Provided records below:

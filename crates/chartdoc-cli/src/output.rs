//! Where rendered documents go

use similar::TextDiff;
use std::io::Write;
use std::path::Path;

use crate::error::{CliError, Result};

/// How rendered documents are emitted
#[derive(Debug, Clone, Copy, PartialEq, Eq)]
pub enum OutputMode {
    /// Write the output file when its content changed
    Write,
    /// Print every document to stdout
    DryRun,
    /// Compare with the file on disk, writing nothing
    Check,
}

/// What happened to one document
#[derive(Debug, Clone, PartialEq, Eq)]
pub enum Outcome {
    Printed,
    Written,
    Unchanged,
    /// The file on disk differs; carries a unified diff
    Stale { diff: String },
}

/// Emit `content` for the document at `path`
pub fn emit(mode: OutputMode, path: &Path, content: &str) -> Result<Outcome> {
    match mode {
        OutputMode::DryRun => {
            let mut stdout = std::io::stdout().lock();
            stdout
                .write_all(content.as_bytes())
                .and_then(|()| stdout.flush())
                .map_err(|e| CliError::io(Path::new("<stdout>"), e))?;
            Ok(Outcome::Printed)
        }
        OutputMode::Write => {
            if read_existing(path)?.as_deref() == Some(content) {
                tracing::debug!("{} is up to date", path.display());
                return Ok(Outcome::Unchanged);
            }
            std::fs::write(path, content).map_err(|e| CliError::io(path, e))?;
            tracing::info!("Wrote {}", path.display());
            Ok(Outcome::Written)
        }
        OutputMode::Check => {
            let existing = read_existing(path)?.unwrap_or_default();
            if existing == content {
                return Ok(Outcome::Unchanged);
            }
            let name = path.display().to_string();
            let diff = TextDiff::from_lines(existing.as_str(), content)
                .unified_diff()
                .context_radius(3)
                .header(&name, &name)
                .to_string();
            Ok(Outcome::Stale { diff })
        }
    }
}

fn read_existing(path: &Path) -> Result<Option<String>> {
    match std::fs::read_to_string(path) {
        Ok(content) => Ok(Some(content)),
        Err(e) if e.kind() == std::io::ErrorKind::NotFound => Ok(None),
        Err(e) => Err(CliError::io(path, e)),
    }
}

End of Provided records.

## What to do
Some lines in the material contain "Result". Show all of them.

## Exercise output
use crate::error::{CliError, Result};
pub fn emit(mode: OutputMode, path: &Path, content: &str) -> Result<Outcome> {
fn read_existing(path: &Path) -> Result<Option<String>> {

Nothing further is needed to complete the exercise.